Ao liquidar o capitalismo monopolista de Estado, os grupos monopolistas portugueses e o seu domínio sobre a vida nacional, abriu também caminho à melhoria das condições de vida do povo e à garantia de direitos e liberdades.

Não conseguiu, porém, romper com o imperialismo – que acabaria por servir de base de apoio à contra-revolução. Hoje, quase meio século passado, Portugal está novamente enfeudado a interesses externos (por via das privatizações, da União Europeia, do euro, da NATO) e o seu povo empobrecido.

A luta pela soberania e a independência continua, pois, na ordem do dia.

 

É soberano um País…

que só produz trigo para 11 dias de consumo interno, importando todo o restante?

cujos sectores estratégicos estão nas mãos de grupos económicos estrangeiros, que esbulham, enfraquecem e encerram importantes empresas a seu bel-prazer?

que vê sair, por ano, para o estrangeiro, dezenas de milhares de milhões de euros de riqueza cá criada, sob a forma de lucros, juros e dividendos?

que requer de autorização externa para apoiar as suas empresas estratégicas, como é o caso da TAP?

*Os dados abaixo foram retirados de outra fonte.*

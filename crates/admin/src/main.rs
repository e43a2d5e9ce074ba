//! ProudShop admin API server.
//!
//! Serves the settings store, mail, AI and chat endpoints under `/api/v1`.
//!
//! # Architecture
//!
//! - Axum web framework
//! - `PostgreSQL` for settings, admins and chat history
//! - SMTP via lettre, `OpenAI` via reqwest
//!
//! Migrations are not run here; use `ps-cli migrate`.

#![cfg_attr(not(test), forbid(unsafe_code))]

use axum::ServiceExt;
use axum::extract::Request;
use sentry::integrations::tracing as sentry_tracing;
use tracing_subscriber::{layer::SubscriberExt, util::SubscriberInitExt};

use proudshop_admin::config::AdminConfig;
use proudshop_admin::crypto::SettingsCipher;
use proudshop_admin::db;
use proudshop_admin::settings::ProcessEnv;
use proudshop_admin::state::AppState;

/// Initialize Sentry error tracking and return guard that must be kept alive.
fn init_sentry(config: &AdminConfig) -> Option<sentry::ClientInitGuard> {
    let dsn = config.sentry_dsn.as_ref()?;

    let guard = sentry::init((
        dsn.as_str(),
        sentry::ClientOptions {
            release: sentry::release_name!(),
            environment: config
                .sentry_environment
                .clone()
                .map(std::borrow::Cow::Owned),
            sample_rate: config.sentry_sample_rate,
            traces_sample_rate: config.sentry_traces_sample_rate,
            attach_stacktrace: true,
            // Settings values and customer emails must not leave the box.
            send_default_pii: false,
            ..Default::default()
        },
    ));

    tracing::info!("Sentry initialized");
    Some(guard)
}

/// Filter tracing events to Sentry event types.
fn sentry_event_filter(metadata: &tracing::Metadata<'_>) -> sentry_tracing::EventFilter {
    match *metadata.level() {
        tracing::Level::ERROR | tracing::Level::WARN => sentry_tracing::EventFilter::Event,
        tracing::Level::INFO | tracing::Level::DEBUG => sentry_tracing::EventFilter::Breadcrumb,
        tracing::Level::TRACE => sentry_tracing::EventFilter::Ignore,
    }
}

fn init_tracing() {
    // Defaults to info level for our crate if RUST_LOG is not set
    let env_filter = tracing_subscriber::EnvFilter::try_from_default_env()
        .unwrap_or_else(|_| "proudshop_admin=info,tower_http=debug".into());

    // JSON for log shippers, text for local development
    let json = std::env::var("LOG_FORMAT").is_ok_and(|v| v.eq_ignore_ascii_case("json"));
    let json_layer = json.then(|| tracing_subscriber::fmt::layer().json().flatten_event(true));
    let text_layer = (!json).then(tracing_subscriber::fmt::layer);

    tracing_subscriber::registry()
        .with(env_filter)
        .with(json_layer)
        .with(text_layer)
        .with(sentry_tracing::layer().event_filter(sentry_event_filter))
        .init();
}

#[tokio::main]
async fn main() -> Result<(), Box<dyn std::error::Error>> {
    // Load configuration from environment (needed for Sentry init)
    let config = AdminConfig::from_env()?;

    // Initialize Sentry (must be done before tracing subscriber)
    let _sentry_guard = init_sentry(&config);
    init_tracing();

    let pool = db::create_pool(&config.database_url).await?;
    tracing::info!("Database pool created");

    let cipher = SettingsCipher::from_env(&ProcessEnv)?;

    let addr = config.socket_addr();
    let app = proudshop_admin::app(AppState::new(config, pool, cipher));

    tracing::info!("admin listening on http://{}", addr);
    let listener = tokio::net::TcpListener::bind(addr).await?;

    axum::serve(listener, ServiceExt::<Request>::into_make_service(app))
        .with_graceful_shutdown(shutdown_signal())
        .await?;

    Ok(())
}

/// Wait for shutdown signal (Ctrl+C or SIGTERM).
async fn shutdown_signal() {
    let ctrl_c = async {
        if let Err(e) = tokio::signal::ctrl_c().await {
            tracing::error!(error = %e, "Failed to install Ctrl+C handler");
            std::future::pending::<()>().await;
        }
    };

    #[cfg(unix)]
    let terminate = async {
        match tokio::signal::unix::signal(tokio::signal::unix::SignalKind::terminate()) {
            Ok(mut signal) => {
                signal.recv().await;
            }
            Err(e) => {
                tracing::error!(error = %e, "Failed to install SIGTERM handler");
                std::future::pending::<()>().await;
            }
        }
    };

    #[cfg(not(unix))]
    let terminate = std::future::pending::<()>();

    tokio::select! {
        () = ctrl_c => {},
        () = terminate => {},
    }

    tracing::info!("Shutdown signal received, starting graceful shutdown");
}
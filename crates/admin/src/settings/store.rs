//! Server-side settings access straight from the database.

use std::collections::BTreeMap;

use sqlx::PgPool;

use super::SettingsSource;
use crate::crypto::SettingsCipher;
use crate::db::{RepositoryError, SettingsRepository};
use crate::models::{Setting, UpsertSetting};

/// Settings read from the `admin_settings` table, decrypted on the way out.
///
/// This is the in-process counterpart of
/// [`SettingsClient`](crate::client::SettingsClient): both implement
/// [`SettingsSource`], so mail and AI helpers run unchanged on either side
/// of the API.
#[derive(Debug, Clone)]
pub struct DbSettings {
    pool: PgPool,
    cipher: SettingsCipher,
}

impl DbSettings {
    #[must_use]
    pub const fn new(pool: PgPool, cipher: SettingsCipher) -> Self {
        Self { pool, cipher }
    }

    #[must_use]
    pub const fn cipher(&self) -> &SettingsCipher {
        &self.cipher
    }

    /// Read and decrypt a setting.
    ///
    /// # Errors
    ///
    /// Returns `RepositoryError::Database` if the query fails.
    pub async fn try_get(&self, key: &str) -> Result<Option<String>, RepositoryError> {
        let setting = SettingsRepository::new(&self.pool).get(key).await?;
        Ok(setting.map(|s| self.plaintext(&s)))
    }

    /// Write a setting, encrypting the value first when `encrypt` is set.
    ///
    /// # Errors
    ///
    /// Returns `RepositoryError::Database` if the query fails.
    pub async fn set(
        &self,
        key: &str,
        value: &str,
        category: Option<&str>,
        description: Option<&str>,
        encrypt: bool,
    ) -> Result<Setting, RepositoryError> {
        let value = if encrypt {
            self.cipher.simple_encrypt(value)
        } else {
            value.to_owned()
        };

        SettingsRepository::new(&self.pool)
            .upsert(&UpsertSetting {
                key: key.to_owned(),
                value,
                category: category.map(str::to_owned),
                description: description.map(str::to_owned),
                is_encrypted: encrypt,
            })
            .await
    }

    /// Decrypted key/value pairs of one category.
    ///
    /// # Errors
    ///
    /// Returns `RepositoryError::Database` if the query fails.
    pub async fn get_by_category(
        &self,
        category: &str,
    ) -> Result<BTreeMap<String, String>, RepositoryError> {
        let settings = SettingsRepository::new(&self.pool)
            .list_by_category(category)
            .await?;

        Ok(settings
            .into_iter()
            .map(|s| {
                let value = self.plaintext(&s);
                (s.key, value)
            })
            .collect())
    }

    /// The stored value, decrypted if the row is flagged encrypted.
    #[must_use]
    pub fn plaintext(&self, setting: &Setting) -> String {
        if setting.is_encrypted {
            self.cipher.decrypt(&setting.value)
        } else {
            setting.value.clone()
        }
    }
}

impl SettingsSource for DbSettings {
    async fn get(&self, key: &str) -> Option<String> {
        match self.try_get(key).await {
            Ok(value) => value,
            Err(e) => {
                tracing::error!(key, error = %e, "Failed to read setting");
                None
            }
        }
    }
}

#[cfg(test)]
#[allow(clippy::unwrap_used)]
mod tests {
    use chrono::Utc;
    use proudshop_core::SettingId;

    use super::*;

    fn store() -> DbSettings {
        let pool = sqlx::postgres::PgPoolOptions::new()
            .connect_lazy("postgres://localhost/unused")
            .unwrap();
        DbSettings::new(pool, SettingsCipher::from_passphrase("store-tests").unwrap())
    }

    fn setting(value: String, is_encrypted: bool) -> Setting {
        Setting {
            id: SettingId::new(1),
            key: "smtp_password".to_string(),
            value,
            category: "smtp".to_string(),
            description: None,
            is_encrypted,
            updated_at: Utc::now(),
        }
    }

    #[tokio::test]
    async fn test_plaintext_decrypts_flagged_rows() {
        let store = store();
        let ciphertext = store.cipher().simple_encrypt("hunter2");
        assert_eq!(store.plaintext(&setting(ciphertext, true)), "hunter2");
    }

    #[tokio::test]
    async fn test_plaintext_leaves_unflagged_rows_alone() {
        let store = store();
        // Looks like ciphertext but is not flagged: returned verbatim
        let raw = store.cipher().simple_encrypt("x");
        assert_eq!(store.plaintext(&setting(raw.clone(), false)), raw);
    }
}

que promove o desaparecimento de explorações agrícolas e a drástica redução da frota pesqueira por imposição exterior?

que se vê envolvido na agressão a outros povos, por obediência ao imperialismo norte-americano, transformada em «respeito pelos compromissos internacionais»?

que não tem uma voz autónoma na afirmação dos princípios inscritos na Constituição da República Portuguesa, nomeadamente a defesa da paz, do desarmamento e da dissolução dos blocos político-militares?